Mais avant de nous porter à l'étude de cette élaboration, nous voudrions revenir sur trois caractéristiques de ce monde démocratique telles qu'elles apparaissent dans le discours moderne sur l'inscription politique de l'homme et son émancipation à l'égard de toute hétéronomie: l'autonomie de la société, la question du progrès et la topique du pouvoir démocratique en tant que lieu vide. Nous aurons dès lors articulé les principaux cadres permettant de conduire une phénoménologie du fait démocratique.

La société contre l'Etat 1

Le libéralisme, nous l'avons vu, se caractérise par une critique du pouvoir en tant que sphère hétérogène au corps social et à ses lois propres. Or, un discours nous semble à ce propos particulièrement significatif et révélateur de l'idée qui sous-tend cette conception, l'idée de régulation naturelle des rapports inter-sociaux; il s'agit de l'ouvrage de Thomas Paine sur Les droits de l'homme faisant réponse aux Réflexions sur la révolution de France de Burke et à la défense de la continuité historique que ce dernier défend à travers l'idée de préjugé collectif.

Dans son ouvrage, Paine combat l'artificialité de la médiation gouvernementale au profit du droit naturel de l'homme. Selon le principe classique du libéralisme, il fonde les droits civils à partir des droits naturels en montrant, selon l'argument de la compétence sociale, que l'homme verse à la société les droits naturels qu'il ne peut exercer par lui-même. L'on retrouve cette idée, une quinzaine d'année plus tard, chez Constant, pour qui " il y a une partie de l'existence humaine, qui, de nécessité, reste individuelle et indépendante et qui est,

de droit, hors de toute compétence sociale "2. Dans cette perspective, le gouvernement naît par

en bas. La constitution est dès lors le fait du peuple constituant le gouvernement3.
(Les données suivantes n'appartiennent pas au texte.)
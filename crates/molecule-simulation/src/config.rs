//! Simulation configuration, fixed for the lifetime of a run

use glam::DVec2;
use molecule_physics::{
    ForceLaw, ATTRACTION, CANVAS_HEIGHT, CANVAS_WIDTH, CUTOFF_FACTOR, MAX_SPEED, MOLECULE_RADIUS,
    NUM_MOLECULES, REPULSION,
};

use crate::error::{Result, SimulationError};

/// Which neighbor positions a molecule sees while its forces are summed.
#[derive(Debug, Clone, Copy, PartialEq, Eq, Default)]
pub enum NeighborRead {
    /// Molecules are advanced one at a time in index order and each one reads
    /// the live collection: neighbors with a lower index have already moved
    /// this tick, neighbors with a higher index have not.
    #[default]
    Sequential,
    /// Every molecule reads its neighbors' positions from before the tick.
    Snapshot,
}

#[derive(Debug, Clone, PartialEq)]
pub struct SimulationConfig {
    /// Canvas width in pixels
    pub width: u32,
    /// Canvas height in pixels
    pub height: u32,
    pub num_molecules: usize,
    pub molecule_radius: f64,
    /// Bound on initial velocity components
    pub max_speed: f64,
    /// A in f = A/d² - B/d³
    pub attraction: f64,
    /// B in f = A/d² - B/d³
    pub repulsion: f64,
    pub neighbor_read: NeighborRead,
    /// Seed for the spawn RNG; `None` draws from OS entropy
    pub seed: Option<u64>,
}

impl Default for SimulationConfig {
    fn default() -> Self {
        Self {
            width: CANVAS_WIDTH,              // 800
            height: CANVAS_HEIGHT,            // 600
            num_molecules: NUM_MOLECULES,     // 30
            molecule_radius: MOLECULE_RADIUS, // 10
            max_speed: MAX_SPEED,             // 2
            attraction: ATTRACTION,           // 0.5
            repulsion: REPULSION,             // 0.1
            neighbor_read: NeighborRead::Sequential,
            seed: None,
        }
    }
}

impl SimulationConfig {
    pub fn with_canvas(mut self, width: u32, height: u32) -> Self {
        self.width = width;
        self.height = height;
        self
    }

    pub fn with_num_molecules(mut self, num_molecules: usize) -> Self {
        self.num_molecules = num_molecules;
        self
    }

    pub fn with_molecule_radius(mut self, molecule_radius: f64) -> Self {
        self.molecule_radius = molecule_radius;
        self
    }

    pub fn with_max_speed(mut self, max_speed: f64) -> Self {
        self.max_speed = max_speed;
        self
    }

    pub fn with_coefficients(mut self, attraction: f64, repulsion: f64) -> Self {
        self.attraction = attraction;
        self.repulsion = repulsion;
        self
    }

    pub fn with_neighbor_read(mut self, neighbor_read: NeighborRead) -> Self {
        self.neighbor_read = neighbor_read;
        self
    }

    pub fn with_seed(mut self, seed: u64) -> Self {
        self.seed = Some(seed);
        self
    }

    /// Center-to-center distance below which molecules interact
    pub fn interaction_cutoff(&self) -> f64 {
        self.molecule_radius * CUTOFF_FACTOR
    }

    /// Canvas size as a vector
    pub fn extent(&self) -> DVec2 {
        DVec2::new(self.width as f64, self.height as f64)
    }

    pub fn force_law(&self) -> ForceLaw {
        ForceLaw::new(self.attraction, self.repulsion, self.interaction_cutoff())
    }

    /// Check every field before a system is built from this config.
    pub fn validate(&self) -> Result<()> {
        if self.width == 0 || self.height == 0 {
            return Err(SimulationError::InvalidConfig(format!(
                "canvas must be non-empty, got {}x{}",
                self.width, self.height
            )));
        }
        if self.num_molecules == 0 {
            return Err(SimulationError::EmptySystem);
        }
        if !self.molecule_radius.is_finite() || self.molecule_radius <= 0.0 {
            return Err(SimulationError::InvalidConfig(
                "molecule_radius must be finite and > 0".into(),
            ));
        }
        if !self.max_speed.is_finite() || self.max_speed <= 0.0 {
            return Err(SimulationError::InvalidConfig(
                "max_speed must be finite and > 0".into(),
            ));
        }
        if !self.attraction.is_finite() || !self.repulsion.is_finite() {
            return Err(SimulationError::InvalidConfig(
                "force coefficients must be finite".into(),
            ));
        }
        let diameter = 2.0 * self.molecule_radius;
        if (self.width as f64) <= diameter || (self.height as f64) <= diameter {
            return Err(SimulationError::InvalidConfig(format!(
                "canvas {}x{} leaves no room for molecules of radius {}",
                self.width, self.height, self.molecule_radius
            )));
        }
        Ok(())
    }
}
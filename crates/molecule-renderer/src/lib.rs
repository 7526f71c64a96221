//! # Molecule Renderer
//!
//! Draws molecules as filled circles: a backend-agnostic [`Canvas`]
//! contract plus a wgpu implementation of it.

pub mod canvas;
pub mod projection;
pub mod renderer;

pub use canvas::*;
pub use projection::*;
pub use renderer::*;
1 Dans son ouvrage La société contre l'Etat, l'anthropologue Pierre Clastres montre qu'au sein de certaines sociétés traditionnelles d'Amérique du Sud, le pouvoir détenu par le Chef est un pouvoir totalement symbolique qui n'implique en aucune façon une distinction entre dominants et dominés; p. 11: " On se trouve confronté à un énorme ensemble de sociétés où les détenteurs de ce qu'ailleurs on nommerait pouvoir sont en fait sans pouvoir,

où le politique se détermine comme champ hors de toute coercition et de toute violence, hors de toute subordination hiérarchique, où, en un mot ne se donne aucune relation de commandement-obéissance". Le Chef

possède le pouvoir de la parole, mais seulement en tant qu'acte ritualisé, sans pouvoir effectif. En contre partie,

la société fait peser sur chacun de ses membres un pouvoir absolu mais parfaitement immanent dont le groupe

est l'objet; p. 180: " La propriété essentielle de la société primitive, c'est d'exercer un pouvoir absolu et complet sur tout ce qui la compose, c'est d'interdire l'autonomie de l'un quelconque des sous-ensembles qui la constituent, c'est de maintenir tous les mouvements intérieurs, conscients et inconscients, qui nourrissent la vie sociale, dans

les limites et dans la direction voulues par la société ". Bien entendu, l'analogie entre la société primitive et l'autonomie de la société moderne ne saurait être poursuivie très loin. Elle montre néanmoins que l'absence d'un point central de domination, détenteur des moyens coercitifs, contient l'affirmation d'un pouvoir immanent coextensif qui, détenu par aucun, s'exerce sur tous, mais sans référence directement extérieure et visible.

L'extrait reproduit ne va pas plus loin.